Não é comum nem seria correto.
José Luís Moreira da Silva, da SRS Advogados, rejeita também que existam esse tipo de pedidos vindos do Governo. No entanto, refere que “algumas vezes o cliente privado pretende algo que só pode suceder mediante uma alteração legislativa e isso é então colocado como opção ao Governo para sua decisão“. Moreira da Silva refere também que existem “pedidos para redigir anteprojetos legislativos”. Nesse caso, “costuma haver uma articulação estreita com o membro do Governo, recebendo contributos de politica legislativa do Governo e dando apenas opções de logística e de melhores opções de redação”, esclarece o responsável pelo departamento de público e projetos da SRS Advogados.
A mesma opinião tem Luís Pais Antunes, managing partner da PLMJ, que classifica esse eventual caso como um “contrassenso”. Contudo, é diferente se clientes privados pedirem “a prestação de serviços para o desenho de determinadas soluções legislativas”. Não referindo o caso concreto, Pais Antunes exclui “completamente”, até pela sua experiência governativa, “que o Governo se vá dirigir a um escritório de advogados a dizer ‘façam-me uma lei'”. Contudo, o ex-secretário de Estado do Trabalho também admite ao ECO que “para matérias técnicas, com muita especificidade” não exclui a existência de “situações em que haja uma encomenda tipo chave na mão”, mas ressalva que “mesmo nesses casos tem de ser feito o mínimo enquadramento”.
É relativamente comum haver jurisconsultos associados a um processo de elaboração de um projeto diploma.
Pais Antunes não se quer pronunciar sobre o caso da CGD, dado que existe uma comissão de inquérito parlamentar, mas refere um caso pessoal.

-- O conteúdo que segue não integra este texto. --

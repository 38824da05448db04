//! The Configuration Store.
//!
//! Owns the in-memory [`ModuleConfig`] and its persisted copy at
//! `<module_dir>/config.json`. The module directory is root-owned, so both
//! directions go through the [`CommandChannel`]:
//!
//! ```text
//! load:  cat <config>                      → parse (lenient) → upgrade
//! save:  serialize → <staging>/config.<pid>.json
//!        cp <staging> <config> && chmod 644 <config>
//!        remove staging file
//! ```
//!
//! # Failure policy
//!
//! `load` never fails: an absent, unreadable or malformed document yields
//! [`ModuleConfig::default`]. `save` reports failure but never rolls back the
//! in-memory document, which stays the intended state until the next
//! successful save.
//!
//! # Other writers
//!
//! The CLI and the daemon edit the same file. Every mutation takes the
//! [`DocumentLock`], re-reads the document, applies the change and saves, so
//! the file on disk is always the latest intent. The re-read is skipped while
//! the store holds unsaved changes.
//!
//! Every mutator persists before returning. Side effects on application
//! sandboxes (deploy on enable, cleanup on disable) live one layer up, in the
//! sync engine.

use std::path::{Path, PathBuf};
use std::sync::Arc;

use crate::channel::{quote_path, CommandChannel};
use crate::error::{store_io_err, StoreError};
use crate::lockfile::DocumentLock;
use crate::settings::EngineSettings;
use crate::types::{
    AppConfig, GadgetConfig, InjectionMethod, ModuleConfig, PackageName, MAX_INJECTION_DELAY,
};

// ---------------------------------------------------------------------------
// 1. Document codec
// ---------------------------------------------------------------------------

/// Parse a document with the lenient field rules and upgrade it to the
/// current schema.
pub fn parse_document(text: &str) -> Result<ModuleConfig, serde_json::Error> {
    let mut doc: ModuleConfig = serde_json::from_str(text)?;
    doc.upgrade();
    Ok(doc)
}

/// Pretty-printed JSON, the form written to disk.
pub fn render_document(doc: &ModuleConfig) -> Result<String, serde_json::Error> {
    let mut text = serde_json::to_string_pretty(doc)?;
    text.push('\n');
    Ok(text)
}

// ---------------------------------------------------------------------------
// 2. Store
// ---------------------------------------------------------------------------

pub struct ConfigStore {
    settings: EngineSettings,
    channel: Arc<dyn CommandChannel>,
    doc: ModuleConfig,
    /// The in-memory document differs from the file and must not be
    /// replaced by a re-read.
    dirty: bool,
}

impl ConfigStore {
    /// Load-or-default. Never fails.
    pub fn open(settings: EngineSettings, channel: Arc<dyn CommandChannel>) -> Self {
        let doc = load_document(&settings, channel.as_ref());
        Self {
            settings,
            channel,
            doc,
            dirty: false,
        }
    }

    pub fn settings(&self) -> &EngineSettings {
        &self.settings
    }

    pub fn channel(&self) -> &Arc<dyn CommandChannel> {
        &self.channel
    }

    pub fn document(&self) -> &ModuleConfig {
        &self.doc
    }

    /// Replace the in-memory document from disk. Nothing is merged and
    /// unsaved changes are dropped.
    pub fn reload(&mut self) {
        self.doc = load_document(&self.settings, self.channel.as_ref());
        self.dirty = false;
    }

    /// Pick up changes other processes made to the file. Unsaved changes
    /// win over the file until they are persisted.
    pub fn refresh(&mut self) {
        if self.dirty {
            log::debug!("unsaved changes pending, not re-reading the config");
            return;
        }
        self.doc = load_document(&self.settings, self.channel.as_ref());
    }

    /// Whether the in-memory document holds changes the file lacks.
    pub fn has_unsaved_changes(&self) -> bool {
        self.dirty
    }

    /// Hold the cross-process document lock. `None` when the lock file cannot
    /// be opened; the caller proceeds unlocked.
    pub fn lock_document(&self) -> Option<DocumentLock> {
        let path = self.settings.document_lock_file();
        match DocumentLock::acquire(&path) {
            Ok(lock) => Some(lock),
            Err(e) => {
                log::warn!("could not lock {}: {}", path.display(), e);
                None
            }
        }
    }

    /// Replace the document wholesale and persist it.
    pub fn replace_document(&mut self, doc: ModuleConfig) -> Result<(), StoreError> {
        let _lock = self.lock_document();
        self.doc = doc;
        self.save()
    }

    /// Apply `f` to the document, then persist.
    ///
    /// The mutation is kept even when persisting fails.
    pub fn mutate<R>(&mut self, f: impl FnOnce(&mut ModuleConfig) -> R) -> Result<R, StoreError> {
        let (out, saved) = self.update(f);
        saved.map(|()| out)
    }

    /// Like [`ConfigStore::mutate`], but hands back `f`'s result alongside
    /// the save result.
    pub fn update<R>(
        &mut self,
        f: impl FnOnce(&mut ModuleConfig) -> R,
    ) -> (R, Result<(), StoreError>) {
        let _lock = self.lock_document();
        self.refresh();
        let out = f(&mut self.doc);
        let saved = self.save();
        (out, saved)
    }

    /// `mkdir -p` the module and payload directories, `chmod 755` both.
    pub fn ensure_module_directories(&self) -> Result<(), StoreError> {
        let dirs = format!(
            "{} {}",
            quote_path(&self.settings.module_dir),
            quote_path(&self.settings.payload_dir())
        );
        self.run(&format!("mkdir -p {dirs} && chmod 755 {dirs}"))
    }

    /// Persist the in-memory document. Callers that did not go through
    /// [`ConfigStore::update`] should hold [`ConfigStore::lock_document`].
    pub fn save(&mut self) -> Result<(), StoreError> {
        let saved = self.write_document();
        self.dirty = saved.is_err();
        saved
    }

    /// Serialize, stage locally, then copy into place through the channel.
    fn write_document(&self) -> Result<(), StoreError> {
        let target = self.settings.config_file();
        if !self.channel.is_privileged() {
            log::error!("cannot persist {}: no root shell", target.display());
            return Err(StoreError::NotPrivileged);
        }
        let text = render_document(&self.doc)?;
        let staged = self.stage(&text)?;

        let command = format!(
            "cp {src} {dst} && chmod 644 {dst}",
            src = quote_path(&staged),
            dst = quote_path(&target)
        );
        let out = self.channel.execute(&command);
        if let Err(e) = std::fs::remove_file(&staged) {
            log::warn!("could not remove staging file {}: {}", staged.display(), e);
        }

        if out.success {
            log::debug!("config saved to {}", target.display());
            Ok(())
        } else {
            log::error!("failed to save config to {}: {}", target.display(), out.reason());
            Err(StoreError::Persist {
                path: target,
                reason: out.reason(),
            })
        }
    }

    fn stage(&self, text: &str) -> Result<PathBuf, StoreError> {
        let dir = &self.settings.staging_dir;
        std::fs::create_dir_all(dir).map_err(|e| store_io_err(dir, e))?;
        let staged = dir.join(format!("config.{}.json", std::process::id()));
        std::fs::write(&staged, text).map_err(|e| store_io_err(&staged, e))?;
        Ok(staged)
    }

    fn run(&self, command: &str) -> Result<(), StoreError> {
        let out = self.channel.execute(command);
        if out.success {
            Ok(())
        } else {
            Err(StoreError::Command {
                command: command.to_string(),
                reason: out.reason(),
            })
        }
    }

    // -----------------------------------------------------------------------
    // 3. Accessors and mutators
    // -----------------------------------------------------------------------

    /// Owned copy; all defaults when the package was never configured.
    pub fn app(&self, package: &PackageName) -> AppConfig {
        self.doc.app_or_default(package)
    }

    /// Entry for `package`, created on first touch. Does not persist; the
    /// store counts as having unsaved changes until the next save.
    pub fn app_mut(&mut self, package: &PackageName) -> &mut AppConfig {
        self.dirty = true;
        self.doc.app_entry(package)
    }

    pub fn is_app_enabled(&self, package: &PackageName) -> bool {
        self.doc.is_app_enabled(package)
    }

    pub fn set_app_enabled(&mut self, package: &PackageName, enabled: bool) -> Result<(), StoreError> {
        self.mutate(|doc| doc.app_entry(package).enabled = enabled)
    }

    pub fn injection_method(&self, package: &PackageName) -> InjectionMethod {
        self.doc
            .app(package)
            .map(|a| a.injection_method)
            .unwrap_or_default()
    }

    pub fn set_injection_method(
        &mut self,
        package: &PackageName,
        method: InjectionMethod,
    ) -> Result<(), StoreError> {
        self.mutate(|doc| doc.app_entry(package).injection_method = method)
    }

    pub fn injection_delay(&self) -> u32 {
        self.doc.injection_delay
    }

    /// Values above the maximum are clamped.
    pub fn set_injection_delay(&mut self, seconds: u32) -> Result<(), StoreError> {
        if seconds > MAX_INJECTION_DELAY {
            log::warn!("injection delay {seconds}s clamped to {MAX_INJECTION_DELAY}s");
        }
        self.mutate(|doc| doc.injection_delay = seconds.min(MAX_INJECTION_DELAY))
    }

    pub fn hide_injection(&self) -> bool {
        self.doc.hide_injection
    }

    pub fn set_hide_injection(&mut self, hide: bool) -> Result<(), StoreError> {
        self.mutate(|doc| doc.hide_injection = hide)
    }

    pub fn global_gadget(&self) -> Option<GadgetConfig> {
        self.doc.global_gadget_config.clone()
    }

    pub fn set_global_gadget(&mut self, gadget: Option<GadgetConfig>) -> Result<(), StoreError> {
        self.mutate(|doc| doc.global_gadget_config = gadget)
    }

    /// The package's own gadget config, ignoring the global one.
    pub fn app_gadget(&self, package: &PackageName) -> Option<GadgetConfig> {
        self.doc.app(package).and_then(|a| a.gadget_config.clone())
    }

    pub fn use_global_gadget(&self, package: &PackageName) -> bool {
        self.doc
            .app(package)
            .map(|a| a.use_global_gadget)
            .unwrap_or(true)
    }

    pub fn set_use_global_gadget(&mut self, package: &PackageName, use_global: bool) -> Result<(), StoreError> {
        self.mutate(|doc| doc.app_entry(package).use_global_gadget = use_global)
    }

    /// The gadget config this package deploys, if any.
    pub fn resolved_gadget(&self, package: &PackageName) -> Option<GadgetConfig> {
        self.doc.resolved_gadget(package)
    }

    pub fn enabled_packages(&self) -> Vec<PackageName> {
        self.doc.enabled_packages()
    }

    /// Drop every per-app entry whose package is not in `keep`.
    ///
    /// Only runs when asked; entries for uninstalled packages are otherwise
    /// retained indefinitely.
    pub fn prune_packages(&mut self, keep: &[PackageName]) -> Result<Vec<PackageName>, StoreError> {
        let stale: Vec<PackageName> = self
            .doc
            .apps
            .keys()
            .filter(|pkg| !keep.contains(pkg))
            .cloned()
            .collect();
        if stale.is_empty() {
            return Ok(stale);
        }
        for pkg in &stale {
            log::info!("pruning config for {pkg}");
        }
        self.mutate(|doc| doc.apps.retain(|pkg, _| keep.contains(pkg)))?;
        Ok(stale)
    }
}
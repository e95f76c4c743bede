//! SQLite backend for the course store.
//!
//! Wraps [`tokio_rusqlite`] so all database access runs on a dedicated thread
//! without blocking the async runtime.

mod encode;
mod schema;
mod store;

pub mod error;

pub use error::{Error, Result};
pub use store::SqliteStore;

#[cfg(test)]
mod tests;
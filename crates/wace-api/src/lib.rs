//! JSON REST API for the exam-prep content service.
//!
//! Exposes an axum [`Router`] backed by any [`wace_core::store::CourseStore`].
//! TLS and transport concerns are the caller's responsibility.
//!
//! # Mounting
//!
//! ```rust,ignore
//! .nest("/api", wace_api::api_router(state))
//! ```

pub mod accounts;
pub mod auth;
pub mod catalog;
pub mod error;
pub mod notices;
pub mod papers;
pub mod progress;
pub mod state;

use axum::{
  Json, Router,
  routing::{delete, get, post, put},
};
use serde_json::{Value, json};
use wace_core::store::CourseStore;

pub use error::ApiError;
pub use state::ApiState;

/// Build a fully-materialised API router for `state`.
///
/// The returned `Router<()>` can be nested into any parent router regardless
/// of its own state type.
pub fn api_router<S>(state: ApiState<S>) -> Router<()>
where
  S: CourseStore + 'static,
{
  Router::new()
    .route("/health", get(health))
    // Catalog
    .route("/programmes", get(catalog::list_programmes::<S>))
    .route("/programmes/{id}", get(catalog::programme::<S>))
    .route("/subjects/{id}", get(catalog::subject::<S>))
    // Progress
    .route("/lessons/{id}/complete", post(progress::mark_complete::<S>))
    .route("/lessons/{id}/uncomplete", delete(progress::unmark_complete::<S>))
    .route("/topics/{id}/progress", get(progress::topic_progress::<S>))
    // Notices
    .route("/announcements", get(notices::announcements::<S>))
    .route("/instructors", get(notices::instructors::<S>))
    // Past papers
    .route("/past-questions/student", get(papers::student_papers::<S>))
    .route("/past-questions/paper/{id}", get(papers::paper::<S>))
    // Accounts
    .route("/auth/signup", post(accounts::signup::<S>))
    .route("/auth/signin", post(accounts::signin::<S>))
    .route("/auth/signout", post(accounts::signout::<S>))
    .route("/auth/profile", get(accounts::profile::<S>))
    .route("/auth/notifications", put(accounts::update_notifications::<S>))
    .route("/auth/check-availability", get(accounts::check_availability::<S>))
    .with_state(state)
}

async fn health() -> Json<Value> { Json(json!({ "status": "ok" })) }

O ex-secretário de Estado fez assessoria jurídica ao anterior Governo PSD/CDS na elaboração das alterações ao Código de Trabalho. “É relativamente comum haver jurisconsultos associados a um processo de elaboração de um projeto diploma“, classifica, revelando que na sua experiência governativa “isso aconteceu em vários ministérios e acontecerá sempre, é perfeitamente normal“. Já o grau de envolvimento depende da “encomenda que é feita”.
Também Rui Pena afirma que “não é descabido haver a participação de advogados em grupos de trabalho e comissões de redação constituídos nos Ministérios para preparar nova legislação sobre temas específicos ou fazer a revisão de legislação entretanto desatualizada porque há determinadas matérias de tal maneira especializadas que os assessores dos Ministérios ou das Direções Gerais não dominam e, por isso, têm de recorrer a pessoas externas”. No entanto, o senior partner da CMS ressalva que compete ao Governo “aceitar ou modificar o trabalho”. “A autoria e a responsabilidade são sempre em última análise imputáveis ao órgão constitucionalmente competente para o efeito“, afirma ao ECO.